Uma solução seria desenvolver um motor E100 de alta eficiência, mas isso esbarra na questão do risco de desabastecimento de etanol, na falta de confiança do consumidor e o fato de ser uma opção local, que hoje só poderia ser utilizada no Brasil, perdendo a força da globalização tecnológica. Esse projeto começou a ser desenvolvido há cerca de três anos pela FCA, hoje Grupo Stellantis, mas foi engavetado pelos motivos apontados acima.
Também é obrigatório colocar a eletrificação no horizonte, até porque sem ela dificilmente os fabricantes de veículos vão conseguir acompanhar a evolução da legislação de emissões, que mesmo no Brasil promete limites cada vez mais apertados até o fim desta década.

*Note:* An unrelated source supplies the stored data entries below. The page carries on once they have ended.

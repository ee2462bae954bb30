//! Icon references and the host's asset lookup.
//!
//! Icon properties hold plain names. Only the host knows which names map
//! to real assets, so lookups go through [`IconResolver`].

use std::collections::BTreeSet;

use crate::scope::PropertyScope;

/// Host-side lookup from an icon name to a renderable asset.
pub trait IconResolver {
    type Asset;

    /// `None` when the name is unknown.
    fn resolve(&self, name: &str) -> Option<Self::Asset>;
}

/// A fixed set of known icon names, resolving to the name itself.
#[derive(Debug, Clone, Default, PartialEq, Eq)]
pub struct IconSet {
    names: BTreeSet<String>,
}

impl IconSet {
    pub fn new<I, S>(names: I) -> Self
    where
        I: IntoIterator<Item = S>,
        S: Into<String>,
    {
        Self {
            names: names.into_iter().map(Into::into).collect(),
        }
    }
}

impl IconResolver for IconSet {
    type Asset = String;

    fn resolve(&self, name: &str) -> Option<String> {
        self.names.get(name).cloned()
    }
}

/// An icon property currently in effect on an instance.
#[derive(Debug, Clone, Copy, PartialEq, Eq)]
pub struct IconReference<'a> {
    pub prop_name: &'a str,
    pub icon: &'a str,
}

impl<'a> PropertyScope<'a> {
    /// Visible icon properties with a non-blank effective value.
    pub fn icon_references(&self) -> Vec<IconReference<'a>> {
        self.visible_properties()
            .into_iter()
            .chain(self.visible_layout_properties())
            .filter(|def| def.is_icon_reference)
            .filter_map(|def| {
                let icon = self.effective_value(&def.name)?.as_str()?.trim();
                (!icon.is_empty()).then_some(IconReference {
                    prop_name: def.name.as_str(),
                    icon,
                })
            })
            .collect()
    }

    /// Icon references the resolver does not know.
    pub fn unresolved_icons<R: IconResolver>(&self, resolver: &R) -> Vec<IconReference<'a>> {
        self.icon_references()
            .into_iter()
            .filter(|reference| resolver.resolve(reference.icon).is_none())
            .collect()
    }
}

As emissões medidas pelo Proconve L8, a partir de 2025, serão corporativas – a média formada por todos os veículos vendidos por cada fabricante –, assim é provável que algumas montadoras passem a vender mais carros elétricos no País para reduzir a média da empresa.

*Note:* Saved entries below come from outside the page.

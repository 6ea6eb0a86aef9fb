//! Reward tables and token calculation.
//!
//! A [`RewardTable`] says how many tokens each kind of achievement is
//! worth in each phase. The default table is served to clients that
//! have no stored configuration; the presets are alternative game modes
//! an administrator can pick from.

use serde::{Deserialize, Serialize};

/// Phase 1 rewards: timed anagram and word-search challenges.
#[derive(Debug, Clone, Copy, PartialEq, Eq, Serialize, Deserialize)]
#[serde(rename_all = "camelCase")]
pub struct TimedPhaseRewards {
    /// Awarded for finishing the phase.
    pub completion: i32,
    /// Awarded for finishing with time to spare.
    pub time_bonus: i32,
    /// Awarded for solving every anagram.
    pub perfect_anagram: i32,
    /// Awarded for finding every word.
    pub perfect_word_search: i32,
}

/// Phase 2 rewards: challenge stories.
#[derive(Debug, Clone, Copy, PartialEq, Eq, Serialize, Deserialize)]
#[serde(rename_all = "camelCase")]
pub struct StoryPhaseRewards {
    /// Awarded for reading the story through.
    pub completion: i32,
    /// Awarded for picking a challenge.
    pub challenge_selection: i32,
}

/// Rewards for a phase scored by a single right-or-wrong answer.
#[derive(Debug, Clone, Copy, PartialEq, Eq, Serialize, Deserialize)]
pub struct AnswerRewards {
    /// Awarded for a correct answer.
    pub correct: i32,
    /// Awarded for an incorrect answer.
    pub incorrect: i32,
}

impl AnswerRewards {
    /// Tokens for an answer.
    pub const fn award(&self, is_correct: bool) -> i32 {
        if is_correct { self.correct } else { self.incorrect }
    }
}

/// Token values for every phase of the game.
#[derive(Debug, Clone, Copy, PartialEq, Eq, Serialize, Deserialize)]
pub struct RewardTable {
    /// Anagrams and word search.
    pub phase1: TimedPhaseRewards,
    /// Challenge stories.
    pub phase2: StoryPhaseRewards,
    /// Phase 3 question.
    pub phase3: AnswerRewards,
    /// Phase 4 question.
    pub phase4: AnswerRewards,
    /// Phase 5 question.
    pub phase5: AnswerRewards,
}

impl Default for RewardTable {
    fn default() -> Self {
        DEFAULT_REWARDS
    }
}

/// The standard reward table.
pub const DEFAULT_REWARDS: RewardTable = RewardTable {
    phase1: TimedPhaseRewards {
        completion: 15,
        time_bonus: 10,
        perfect_anagram: 5,
        perfect_word_search: 5,
    },
    phase2: StoryPhaseRewards {
        completion: 20,
        challenge_selection: 5,
    },
    phase3: AnswerRewards {
        correct: 25,
        incorrect: 5,
    },
    phase4: AnswerRewards {
        correct: 30,
        incorrect: 10,
    },
    phase5: AnswerRewards {
        correct: 35,
        incorrect: 15,
    },
};

const HIGH_STAKES: RewardTable = RewardTable {
    phase1: TimedPhaseRewards {
        completion: 20,
        time_bonus: 15,
        perfect_anagram: 10,
        perfect_word_search: 10,
    },
    phase2: StoryPhaseRewards {
        completion: 30,
        challenge_selection: 10,
    },
    phase3: AnswerRewards {
        correct: 40,
        incorrect: 0,
    },
    phase4: AnswerRewards {
        correct: 50,
        incorrect: 0,
    },
    phase5: AnswerRewards {
        correct: 60,
        incorrect: 0,
    },
};

const LEARNING_FOCUSED: RewardTable = RewardTable {
    phase1: TimedPhaseRewards {
        completion: 20,
        time_bonus: 5,
        perfect_anagram: 3,
        perfect_word_search: 3,
    },
    phase2: StoryPhaseRewards {
        completion: 25,
        challenge_selection: 10,
    },
    phase3: AnswerRewards {
        correct: 20,
        incorrect: 15,
    },
    phase4: AnswerRewards {
        correct: 25,
        incorrect: 20,
    },
    phase5: AnswerRewards {
        correct: 30,
        incorrect: 25,
    },
};

const COMPETITIVE: RewardTable = RewardTable {
    phase1: TimedPhaseRewards {
        completion: 25,
        time_bonus: 20,
        perfect_anagram: 15,
        perfect_word_search: 15,
    },
    phase2: StoryPhaseRewards {
        completion: 35,
        challenge_selection: 5,
    },
    phase3: AnswerRewards {
        correct: 50,
        incorrect: 5,
    },
    phase4: AnswerRewards {
        correct: 60,
        incorrect: 5,
    },
    phase5: AnswerRewards {
        correct: 75,
        incorrect: 5,
    },
};

/// A named reward table offered as a game mode.
#[derive(Debug, Clone, Copy, PartialEq, Eq, Serialize)]
pub struct RewardPreset {
    /// Stable identifier, e.g. `high-stakes`.
    pub id: &'static str,
    /// Display name.
    pub name: &'static str,
    /// One-line description of the mode.
    pub description: &'static str,
    /// The rewards.
    pub config: RewardTable,
}

/// All built-in presets. `balanced` is the default table.
pub const PRESETS: [RewardPreset; 4] = [
    RewardPreset {
        id: "balanced",
        name: "Balanced",
        description: "Even token distribution for a standard game",
        config: DEFAULT_REWARDS,
    },
    RewardPreset {
        id: "high-stakes",
        name: "High Stakes",
        description: "Bigger rewards, nothing for wrong answers",
        config: HIGH_STAKES,
    },
    RewardPreset {
        id: "learning-focused",
        name: "Learning Focused",
        description: "Rewards participation over perfection",
        config: LEARNING_FOCUSED,
    },
    RewardPreset {
        id: "competitive",
        name: "Competitive",
        description: "Top rewards for fast, perfect answers",
        config: COMPETITIVE,
    },
];

/// Look up a preset by identifier.
pub fn preset(id: &str) -> Option<&'static RewardPreset> {
    PRESETS.iter().find(|p| p.id == id)
}

/// What a team achieved in phase 1.
#[derive(Debug, Clone, Copy, PartialEq, Eq)]
pub struct TimedPhaseOutcome {
    /// Whether the phase was finished.
    pub completed: bool,
    /// Seconds left on the clock.
    pub time_remaining: i32,
    /// Length of the clock in seconds.
    pub total_time: i32,
    /// Every anagram solved.
    pub perfect_anagram: bool,
    /// Every word found.
    pub perfect_word_search: bool,
}

/// Computes token awards from a [`RewardTable`].
#[derive(Debug, Clone, Copy, Default, PartialEq, Eq)]
pub struct TokenCalculator {
    rewards: RewardTable,
}

impl TokenCalculator {
    /// A calculator over `rewards`.
    pub const fn new(rewards: RewardTable) -> Self {
        Self { rewards }
    }

    /// The table in use.
    pub const fn rewards(&self) -> &RewardTable {
        &self.rewards
    }

    /// Tokens for phase 1.
    ///
    /// Nothing is awarded unless the phase was completed. The time bonus
    /// is paid in full with more than half the clock left and halved
    /// (rounding down) with more than a quarter left.
    pub fn phase1(&self, outcome: &TimedPhaseOutcome) -> i32 {
        if !outcome.completed {
            return 0;
        }
        let r = &self.rewards.phase1;
        let mut tokens = r.completion;

        if outcome.time_remaining > 0 && outcome.total_time > 0 {
            let remaining = i64::from(outcome.time_remaining);
            let total = i64::from(outcome.total_time);
            if remaining.saturating_mul(2) > total {
                tokens = tokens.saturating_add(r.time_bonus);
            } else if remaining.saturating_mul(4) > total {
                tokens = tokens.saturating_add(r.time_bonus.div_euclid(2));
            }
        }
        if outcome.perfect_anagram {
            tokens = tokens.saturating_add(r.perfect_anagram);
        }
        if outcome.perfect_word_search {
            tokens = tokens.saturating_add(r.perfect_word_search);
        }
        tokens
    }

    /// Tokens for phase 2.
    pub const fn phase2(&self, challenge_selected: bool, story_read: bool) -> i32 {
        let r = &self.rewards.phase2;
        let mut tokens = 0_i32;
        if challenge_selected {
            tokens = tokens.saturating_add(r.challenge_selection);
        }
        if story_read {
            tokens = tokens.saturating_add(r.completion);
        }
        tokens
    }

    /// Tokens for an answer in phases 3 to 5. Other phases earn nothing.
    pub const fn answer(&self, phase_number: i32, is_correct: bool) -> i32 {
        match phase_number {
            3 => self.rewards.phase3.award(is_correct),
            4 => self.rewards.phase4.award(is_correct),
            5 => self.rewards.phase5.award(is_correct),
            _ => 0,
        }
    }

    /// The most a team can earn across the whole game.
    pub fn max_possible(&self) -> i64 {
        let r = &self.rewards;
        [
            r.phase1.completion,
            r.phase1.time_bonus,
            r.phase1.perfect_anagram,
            r.phase1.perfect_word_search,
            r.phase2.completion,
            r.phase2.challenge_selection,
            r.phase3.correct,
            r.phase4.correct,
            r.phase5.correct,
        ]
        .into_iter()
        .map(i64::from)
        .fold(0, i64::saturating_add)
    }
}

#[cfg(test)]
#[allow(clippy::unwrap_used)]
mod tests {
    use super::*;

    fn outcome(time_remaining: i32) -> TimedPhaseOutcome {
        TimedPhaseOutcome {
            completed: true,
            time_remaining,
            total_time: 180,
            perfect_anagram: false,
            perfect_word_search: false,
        }
    }

    #[test]
    fn default_table_serializes_with_client_field_names() {
        let json = serde_json::to_value(DEFAULT_REWARDS).unwrap();
        assert_eq!(
            json,
            serde_json::json!({
                "phase1": {"completion": 15, "timeBonus": 10, "perfectAnagram": 5, "perfectWordSearch": 5},
                "phase2": {"completion": 20, "challengeSelection": 5},
                "phase3": {"correct": 25, "incorrect": 5},
                "phase4": {"correct": 30, "incorrect": 10},
                "phase5": {"correct": 35, "incorrect": 15},
            })
        );
    }

    #[test]
    fn time_bonus_tiers() {
        let calc = TokenCalculator::default();
        assert_eq!(calc.phase1(&outcome(120)), 25);
        assert_eq!(calc.phase1(&outcome(90)), 20);
        assert_eq!(calc.phase1(&outcome(46)), 20);
        assert_eq!(calc.phase1(&outcome(45)), 15);
        assert_eq!(calc.phase1(&outcome(0)), 15);
    }

    #[test]
    fn half_bonus_rounds_down() {
        let calc = TokenCalculator::new(HIGH_STAKES);
        assert_eq!(calc.phase1(&outcome(60)), 20 + 7);
    }

    #[test]
    fn incomplete_phase1_earns_nothing() {
        let calc = TokenCalculator::default();
        let o = TimedPhaseOutcome {
            completed: false,
            perfect_anagram: true,
            ..outcome(170)
        };
        assert_eq!(calc.phase1(&o), 0);
    }

    #[test]
    fn perfect_bonuses_stack() {
        let calc = TokenCalculator::default();
        let o = TimedPhaseOutcome {
            perfect_anagram: true,
            perfect_word_search: true,
            ..outcome(170)
        };
        assert_eq!(calc.phase1(&o), 35);
    }

    #[test]
    fn story_and_answer_phases() {
        let calc = TokenCalculator::default();
        assert_eq!(calc.phase2(true, true), 25);
        assert_eq!(calc.phase2(false, true), 20);
        assert_eq!(calc.phase2(false, false), 0);
        assert_eq!(calc.answer(3, true), 25);
        assert_eq!(calc.answer(4, false), 10);
        assert_eq!(calc.answer(5, true), 35);
        assert_eq!(calc.answer(1, true), 0);
    }

    #[test]
    fn max_possible_sums_best_outcomes() {
        assert_eq!(TokenCalculator::default().max_possible(), 150);
        assert_eq!(TokenCalculator::new(COMPETITIVE).max_possible(), 300);
    }

    #[test]
    fn presets_are_addressable_by_id() {
        assert_eq!(PRESETS.len(), 4);
        assert_eq!(preset("balanced").map(|p| p.config), Some(DEFAULT_REWARDS));
        assert_eq!(preset("high-stakes").map(|p| p.config.phase3.incorrect), Some(0));
        assert!(preset("unknown").is_none());
    }
}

Nesse sentido, a combinação de motores flex de alta eficiência com elétricos em powertrain híbrido parece ser uma solução apropriada – como já faz a Toyota por aqui desde 2019 e deverão fazer também Volkswagen e Stellantis nos próximos anos. Contudo, novamente se esbarra na questão da possibilidade de usar etanol ou gasolina, reduzindo o benefício ambiental se a opção for pelo combustível fóssil.

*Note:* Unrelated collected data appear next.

//! [`QuizStore`] implementation over `PostgreSQL`.
//!
//! Validation runs here, before any SQL is issued, using the same core
//! rules as the in-memory store. Missing rows become
//! [`QuizError::NotFound`]; database failures become
//! [`QuizError::Storage`].

use chrono::Utc;
use phasequiz_core::filter::{PhaseResultFilter, QuestionFilter, SessionFilter};
use phasequiz_core::phase_config::validate_phase_config;
use phasequiz_core::progress;
use phasequiz_core::questions::validate_question;
use phasequiz_core::token_config::validate_token_config;
use phasequiz_core::{QuizError, QuizStore};
use phasequiz_types::{
    AdminUser, AdminUserInput, GameSession, PhaseCompletion, PhaseConfigInput,
    PhaseConfiguration, PhaseResult, Question, QuestionId, QuestionInput, SessionId,
    SessionProgress, SessionRecord, TokenConfigInput, TokenConfiguration,
};

use crate::admin_store::AdminStore;
use crate::config_store::ConfigStore;
use crate::postgres::PostgresPool;
use crate::question_store::QuestionStore;
use crate::session_store::SessionStore;

/// A [`QuizStore`] persisted in `PostgreSQL`.
#[derive(Clone)]
pub struct PgQuizStore {
    db: PostgresPool,
}

impl PgQuizStore {
    /// Wrap a connected pool.
    pub const fn new(db: PostgresPool) -> Self {
        Self { db }
    }

    /// The underlying pool handle.
    pub const fn db(&self) -> &PostgresPool {
        &self.db
    }

    fn sessions(&self) -> SessionStore<'_> {
        SessionStore::new(self.db.pool())
    }

    fn configs(&self) -> ConfigStore<'_> {
        ConfigStore::new(self.db.pool())
    }

    fn questions(&self) -> QuestionStore<'_> {
        QuestionStore::new(self.db.pool())
    }

    fn admins(&self) -> AdminStore<'_> {
        AdminStore::new(self.db.pool())
    }
}

fn session_not_found(id: SessionId) -> QuizError {
    QuizError::not_found(format!("session {id}"))
}

fn question_not_found(id: QuestionId) -> QuizError {
    QuizError::not_found(format!("question {id}"))
}

impl QuizStore for PgQuizStore {
    async fn create_session(&self, team_name: &str) -> Result<GameSession, QuizError> {
        let session = progress::start_session(team_name, Utc::now())?;
        self.sessions().insert(&session).await?;
        Ok(session)
    }

    async fn get_session(&self, id: SessionId) -> Result<SessionRecord, QuizError> {
        self.sessions().get(id).await?.ok_or_else(|| session_not_found(id))
    }

    async fn list_sessions(&self, filter: &SessionFilter) -> Result<Vec<SessionRecord>, QuizError> {
        Ok(self.sessions().list(filter).await?)
    }

    async fn delete_session(&self, id: SessionId) -> Result<(), QuizError> {
        if self.sessions().delete(id).await? {
            Ok(())
        } else {
            Err(session_not_found(id))
        }
    }

    async fn complete_phase(
        &self,
        id: SessionId,
        completion: PhaseCompletion,
    ) -> Result<SessionProgress, QuizError> {
        self.sessions()
            .complete_phase(id, completion)
            .await?
            .ok_or_else(|| session_not_found(id))
    }

    async fn complete_game(&self, id: SessionId) -> Result<GameSession, QuizError> {
        self.sessions().complete_game(id).await?.ok_or_else(|| session_not_found(id))
    }

    async fn list_phase_results(
        &self,
        filter: &PhaseResultFilter,
    ) -> Result<Vec<PhaseResult>, QuizError> {
        Ok(self.sessions().list_results(filter).await?)
    }

    async fn list_token_configs(&self) -> Result<Vec<TokenConfiguration>, QuizError> {
        Ok(self.configs().token_configs().await?)
    }

    async fn upsert_token_config(
        &self,
        input: TokenConfigInput,
    ) -> Result<TokenConfiguration, QuizError> {
        validate_token_config(&input)?;
        Ok(self.configs().upsert_token_config(&input).await?)
    }

    async fn list_phase_configs(&self) -> Result<Vec<PhaseConfiguration>, QuizError> {
        Ok(self.configs().phase_configs().await?)
    }

    async fn upsert_phase_config(
        &self,
        input: PhaseConfigInput,
    ) -> Result<PhaseConfiguration, QuizError> {
        validate_phase_config(&input)?;
        Ok(self.configs().upsert_phase_config(&input).await?)
    }

    async fn list_questions(&self, filter: &QuestionFilter) -> Result<Vec<Question>, QuizError> {
        Ok(self.questions().list(filter).await?)
    }

    async fn get_question(&self, id: QuestionId) -> Result<Question, QuizError> {
        self.questions().get(id).await?.ok_or_else(|| question_not_found(id))
    }

    async fn create_question(&self, input: QuestionInput) -> Result<Question, QuizError> {
        validate_question(&input)?;
        Ok(self.questions().insert(&input).await?)
    }

    async fn update_question(
        &self,
        id: QuestionId,
        input: QuestionInput,
    ) -> Result<Question, QuizError> {
        validate_question(&input)?;
        self.questions().update(id, &input).await?.ok_or_else(|| question_not_found(id))
    }

    async fn delete_question(&self, id: QuestionId) -> Result<(), QuizError> {
        if self.questions().delete(id).await? {
            Ok(())
        } else {
            Err(question_not_found(id))
        }
    }

    async fn random_questions(
        &self,
        filter: &QuestionFilter,
        count: usize,
    ) -> Result<Vec<Question>, QuizError> {
        Ok(self.questions().random(filter, count).await?)
    }

    async fn get_admin(&self, user_id: &str) -> Result<AdminUser, QuizError> {
        self.admins()
            .get(user_id)
            .await?
            .ok_or_else(|| QuizError::not_found(format!("admin user {user_id}")))
    }

    async fn upsert_admin(&self, input: AdminUserInput) -> Result<AdminUser, QuizError> {
        if input.user_id.trim().is_empty() {
            return Err(QuizError::validation("user_id must not be empty"));
        }
        Ok(self.admins().upsert(&input).await?)
    }
}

Um campo de pesquisa que tornaria o Brasil protagonista na descarbonização da matriz energética veicular é no uso de hidrogênio para geração de energia elétrica por meio de células de combustível, uma espécie de gerador eletroquímico que só emite vapor d’água e pode ser incorporado a um carro elétrico ou ser usado como recarregador estacionário para baterias. O etanol é o segundo combustível mais fácil de se extrair hidrogênio por meio de um reator químico – o primeiro é o metanol, que é venenoso –, com emissões muito baixas de CO2, menores que um motor a combustão a etanol, e que são integralmente reabsorvidos pelas plantações de cana.
Já existem iniciativas em andamento para usar o etanol em veículos elétricos com células de combustível. A Nissan realizou testes com um protótipo no Brasil em 2016 e 2017 e agora se prepara para uma segunda etapa este ano em parceria com o parceria com o Instituto de Pesquisas Energéticas e Nucleares (Ipen). A vantagem é ter um veículo elétrico de baixa emissão compensável, sem dependência de recarregadores e com autonomia parecida de um motor a combustão. Seria perfeito se a tecnologia não fosse tão cara e por isso ainda inviável comercialmente.
Há mais de 20 anos pesquisadores e fabricantes trabalham para viabilizar as células de hidrogênio na propulsão automotiva, até agora sem sucesso. É desconhecido quanto tempo mais será necessário para tornar essa tecnologia comercialmente viável, por isso muitos fabricantes colocaram essa ideia de lado, considerando mais rápida e barata a eletrificação pura via baterias de lítio. Mas as pesquisas devem continuar e poderão trazer uma virada tecnológica se os custos forem equacionados. Para encaixar o etanol com maior êxito na tendência global de eletrificação, esse tipo de pesquisa deveria ser incentivada com urgência no País.
Se o Brasil insistir em apostar no futuro motor a combustão – mesmo que seja flex e muito eficiente –, corre o risco de tornar-se o guardião de uma tecnologia obsoleta no mundo desenvolvido, permanecendo atrás na evolução tecnológica da indústria automotiva.
Muitas fabricantes europeias, encurraladas por uma rigorosa legislação de redução de emissões, já declararam que a partir de 2030 pretendem abandonar a produção de veículos a combustão e converter suas linhas para a fabricação só de elétricos. Na prática, isso quer dizer que as subsidiárias brasileiras terão de investir sozinhas no desenvolvimento de tecnologia que as matrizes nos países industrializados não querem mais usar.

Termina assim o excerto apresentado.